As if in confirmation, the Stentofon barks to life. “We’ve got a crash C-section in OR-9,” the voice in the wall-mounted speaker informs the room. “We’ve got decels and mec. They’re cutting now.”

In the women’s hospital next door, Gillian Berger (not her real name) is already on the operating table, her abdomen about to be split wide open. It wasn’t supposed to happen this way. Gillian is 33, in perfect health. Until a few minutes ago, she and her husband, Harry, a food company executive, had enjoyed a textbook pregnancy. Every prenatal test had been normal, the ultrasound had looked great, the labor had progressed for hours without a hitch. They had every reason in the world to expect a textbook baby as well.

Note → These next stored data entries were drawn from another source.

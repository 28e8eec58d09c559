//! Header-only image inspection.
//!
//! Classifies image bytes by magic and reads just enough of the header to
//! recover the pixel dimensions, without decoding. Full decode and re-encode
//! belong to the external codec collaborator.

use byteorder::{BigEndian, ByteOrder, LittleEndian};
use std::fmt;

/// Image file format recognized by magic bytes.
#[derive(Clone, Copy, Debug, Eq, PartialEq)]
pub enum Format {
    /// JFIF/JPEG.
    Jpeg,
    /// PNG.
    Png,
    /// Windows bitmap.
    Bmp,
    /// GIF 87a/89a.
    Gif,
}

impl Format {
    /// The canonical MIME token for this format.
    pub fn mime_type(self) -> &'static str {
        match self {
            Format::Jpeg => "image/jpeg",
            Format::Png => "image/png",
            Format::Bmp => "image/bmp",
            Format::Gif => "image/gif",
        }
    }

    /// Maps a MIME token onto a format, when recognized.
    pub fn from_mime_type(mime: &str) -> Option<Self> {
        match mime {
            "image/jpeg" => Some(Format::Jpeg),
            "image/png" => Some(Format::Png),
            "image/bmp" => Some(Format::Bmp),
            "image/gif" => Some(Format::Gif),
            _ => None,
        }
    }
}

/// Parsed image header.
#[derive(Clone, Copy, Debug, Eq, PartialEq)]
pub struct HeaderInfo {
    /// Real format as indicated by the header bytes.
    pub format: Format,
    /// Image width in pixels.
    pub width: u32,
    /// Image height in pixels.
    pub height: u32,
}

/// Image header parsing error.
#[derive(Clone, Debug, Eq, PartialEq)]
pub enum Error {
    /// Bytes match none of the recognized magics.
    Unrecognized,
    /// The header ends before the dimension fields.
    Truncated,
    /// Structurally invalid header.
    Malformed(&'static str),
    /// A declared width or height of zero.
    ZeroSize,
}

impl fmt::Display for Error {
    fn fmt(&self, f: &mut fmt::Formatter) -> fmt::Result {
        match *self {
            Error::Unrecognized => f.write_str("unrecognized image format"),
            Error::Truncated => f.write_str("truncated image header"),
            Error::Malformed(what) => write!(f, "malformed image header: {}", what),
            Error::ZeroSize => f.write_str("image has zero width or height"),
        }
    }
}

impl std::error::Error for Error {}

const PNG_MAGIC: [u8; 8] = [137, b'P', b'N', b'G', 13, 10, 26, 10];

/// Classifies image bytes by magic.
pub fn classify(data: &[u8]) -> Option<Format> {
    if data.len() >= 2 && data[0] == 0xFF && data[1] == 0xD8 {
        Some(Format::Jpeg)
    } else if data.len() >= PNG_MAGIC.len() && data[..PNG_MAGIC.len()] == PNG_MAGIC {
        Some(Format::Png)
    } else if data.len() >= 2 && &data[..2] == b"BM" {
        Some(Format::Bmp)
    } else if data.len() >= 6 && (&data[..6] == b"GIF87a" || &data[..6] == b"GIF89a") {
        Some(Format::Gif)
    } else {
        None
    }
}

/// Classifies the bytes and reads (width, height) from the header.
pub fn parse_header(data: &[u8]) -> Result<HeaderInfo, Error> {
    let format = classify(data).ok_or(Error::Unrecognized)?;
    let (width, height) = match format {
        Format::Jpeg => parse_jpeg(data)?,
        Format::Png => parse_png(data)?,
        Format::Bmp => parse_bmp(data)?,
        Format::Gif => parse_gif(data)?,
    };
    if width == 0 || height == 0 {
        return Err(Error::ZeroSize);
    }
    Ok(HeaderInfo {
        format,
        width,
        height,
    })
}

// Walk marker segments until SOF0..SOF2, whose payload carries the
// dimensions.
fn parse_jpeg(data: &[u8]) -> Result<(u32, u32), Error> {
    const SOF_MIN: u8 = 0xC0;
    const SOF_MAX: u8 = 0xC2;
    let mut pos = 2; // past SOI
    loop {
        // One or more 0xFF padding bytes precede each marker code.
        if pos >= data.len() {
            return Err(Error::Truncated);
        }
        if data[pos] != 0xFF {
            return Err(Error::Malformed("expected marker padding"));
        }
        while pos < data.len() && data[pos] == 0xFF {
            pos += 1;
        }
        if pos >= data.len() {
            return Err(Error::Truncated);
        }
        let marker = data[pos];
        pos += 1;
        if (SOF_MIN..=SOF_MAX).contains(&marker) {
            // SOF: u16 len, u8 bits, u16 height, u16 width, u8 components.
            if pos + 8 > data.len() {
                return Err(Error::Truncated);
            }
            let sof_len = BigEndian::read_u16(&data[pos..]);
            if sof_len < 11 {
                return Err(Error::Malformed("SOF segment too short"));
            }
            let bits = data[pos + 2];
            if bits != 8 {
                return Err(Error::Malformed("unsupported sample precision"));
            }
            let height = BigEndian::read_u16(&data[pos + 3..]) as u32;
            let width = BigEndian::read_u16(&data[pos + 5..]) as u32;
            let components = data[pos + 7];
            if components != 1 && components != 3 && components != 4 {
                return Err(Error::Malformed("unsupported component count"));
            }
            return Ok((width, height));
        }
        // Skip this segment.
        if pos + 2 > data.len() {
            return Err(Error::Truncated);
        }
        let seg_len = BigEndian::read_u16(&data[pos..]) as usize;
        if seg_len < 2 {
            return Err(Error::Malformed("segment length underflow"));
        }
        pos += seg_len;
    }
}

// The first chunk must be IHDR: u32 width, u32 height, big-endian.
fn parse_png(data: &[u8]) -> Result<(u32, u32), Error> {
    const IHDR_OFFSET: usize = 8 + 8;
    if data.len() < IHDR_OFFSET + 8 {
        return Err(Error::Truncated);
    }
    let chunk_len = BigEndian::read_u32(&data[8..]);
    let chunk_type = &data[12..16];
    if chunk_type != b"IHDR" {
        return Err(Error::Malformed("first chunk is not IHDR"));
    }
    if chunk_len != 13 {
        return Err(Error::Malformed("bad IHDR length"));
    }
    let width = BigEndian::read_u32(&data[IHDR_OFFSET..]);
    let height = BigEndian::read_u32(&data[IHDR_OFFSET + 4..]);
    const DIM_MAX: u32 = 1 << 24;
    if width > DIM_MAX || height > DIM_MAX {
        return Err(Error::Malformed("implausible dimensions"));
    }
    Ok((width, height))
}

// BITMAPINFOHEADER follows the 14-byte file header: u32 size, i32 width,
// i32 height (negative means top-down).
fn parse_bmp(data: &[u8]) -> Result<(u32, u32), Error> {
    const INFO_OFFSET: usize = 14;
    if data.len() < INFO_OFFSET + 12 {
        return Err(Error::Truncated);
    }
    let info_size = LittleEndian::read_u32(&data[INFO_OFFSET..]);
    if info_size < 12 {
        return Err(Error::Malformed("bad info header size"));
    }
    let width = LittleEndian::read_i32(&data[INFO_OFFSET + 4..]);
    let height = LittleEndian::read_i32(&data[INFO_OFFSET + 8..]);
    Ok((width.unsigned_abs(), height.unsigned_abs()))
}

// Logical screen descriptor: u16 width, u16 height, little-endian.
fn parse_gif(data: &[u8]) -> Result<(u32, u32), Error> {
    if data.len() < 10 {
        return Err(Error::Truncated);
    }
    let width = LittleEndian::read_u16(&data[6..]) as u32;
    let height = LittleEndian::read_u16(&data[8..]) as u32;
    Ok((width, height))
}

#[cfg(test)]
mod tests {
    use super::*;

    #[test]
    fn classifies_magics() {
        assert_eq!(classify(&[0xFF, 0xD8, 0xFF]), Some(Format::Jpeg));
        assert_eq!(classify(&PNG_MAGIC), Some(Format::Png));
        assert_eq!(classify(b"BM1234"), Some(Format::Bmp));
        assert_eq!(classify(b"GIF89a\x01\x00\x01\x00"), Some(Format::Gif));
        assert_eq!(classify(b"nonsense"), None);
    }

    #[test]
    fn parses_png_dimensions() {
        let mut data = PNG_MAGIC.to_vec();
        data.extend_from_slice(&13u32.to_be_bytes());
        data.extend_from_slice(b"IHDR");
        data.extend_from_slice(&64u32.to_be_bytes());
        data.extend_from_slice(&32u32.to_be_bytes());
        data.extend_from_slice(&[8, 6, 0, 0, 0]);
        let info = parse_header(&data).unwrap();
        assert_eq!(info.format, Format::Png);
        assert_eq!((info.width, info.height), (64, 32));
    }

    #[test]
    fn parses_jpeg_sof() {
        // SOI, APP0 (len 4), SOF0 with 8 bits, 16x8, 3 components.
        let mut data = vec![0xFF, 0xD8];
        data.extend_from_slice(&[0xFF, 0xE0, 0x00, 0x04, 0x00, 0x00]);
        data.extend_from_slice(&[0xFF, 0xC0, 0x00, 0x0B, 8, 0x00, 0x08, 0x00, 0x10, 3]);
        let info = parse_header(&data).unwrap();
        assert_eq!(info.format, Format::Jpeg);
        assert_eq!((info.width, info.height), (16, 8));
    }

    #[test]
    fn parses_gif_screen() {
        let mut data = b"GIF89a".to_vec();
        data.extend_from_slice(&200u16.to_le_bytes());
        data.extend_from_slice(&100u16.to_le_bytes());
        let info = parse_header(&data).unwrap();
        assert_eq!((info.width, info.height), (200, 100));
    }

    #[test]
    fn parses_bmp_info_header() {
        let mut data = b"BM".to_vec();
        data.extend_from_slice(&[0; 12]);
        data.extend_from_slice(&40u32.to_le_bytes());
        data.extend_from_slice(&320i32.to_le_bytes());
        data.extend_from_slice(&(-240i32).to_le_bytes());
        let info = parse_header(&data).unwrap();
        assert_eq!((info.width, info.height), (320, 240));
    }

    #[test]
    fn rejects_zero_size() {
        let mut data = b"GIF89a".to_vec();
        data.extend_from_slice(&0u16.to_le_bytes());
        data.extend_from_slice(&100u16.to_le_bytes());
        assert_eq!(parse_header(&data), Err(Error::ZeroSize));
    }
}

Then the numbers on the fetal heart monitor began to dip. The baby’s heart was struggling, not with the normal periodic slowdowns brought on by contractions but with an alarming condition called terminal bradycardia — prolonged drops below the newborn’s (and soon-to-be-born’s) normal minimum of 100 beats per minute. A depressed heartbeat can prevent the brain and other vital organs from getting sufficient oxygen, causing permanent damage, even death. Or the heart problem might be symptomatic of some other life-threatening condition. There is just no way to tell without examining and treating the baby outside the womb. Getting the baby out-and ending the source of the distress — had suddenly become a matter of life and death, with no time to spare. The Bergers listened to a hurried explanation, their terror mounting, with the nurses prepping Gillian for surgery before the doctor had finished speaking. Then she was raced to the OR for an emergency cesarean section, her husband stunned, a camera meant to capture the joyous moment dangling forgotten from his wrist. Inside the NICU, the speaker on the wall sounded its harsh bleat:

Decels. Mec. They’re cutting now.

Decels is an abbreviation for “decelerations,” a reference to the alarming drops in the baby’s heart rate. Mec is short for “meconium,” the hard fecal matter that forms inside babies’ intestines in utero, a substance stressed fetuses often pass into the amniotic fluid. It can then be inhaled, causing severe damage to the lungs. The neonatal team must use suction to remove the mec from the baby’s mouth and throat and treat the respiratory distress that inevitably results if some of the stuff finds its way into the lungs.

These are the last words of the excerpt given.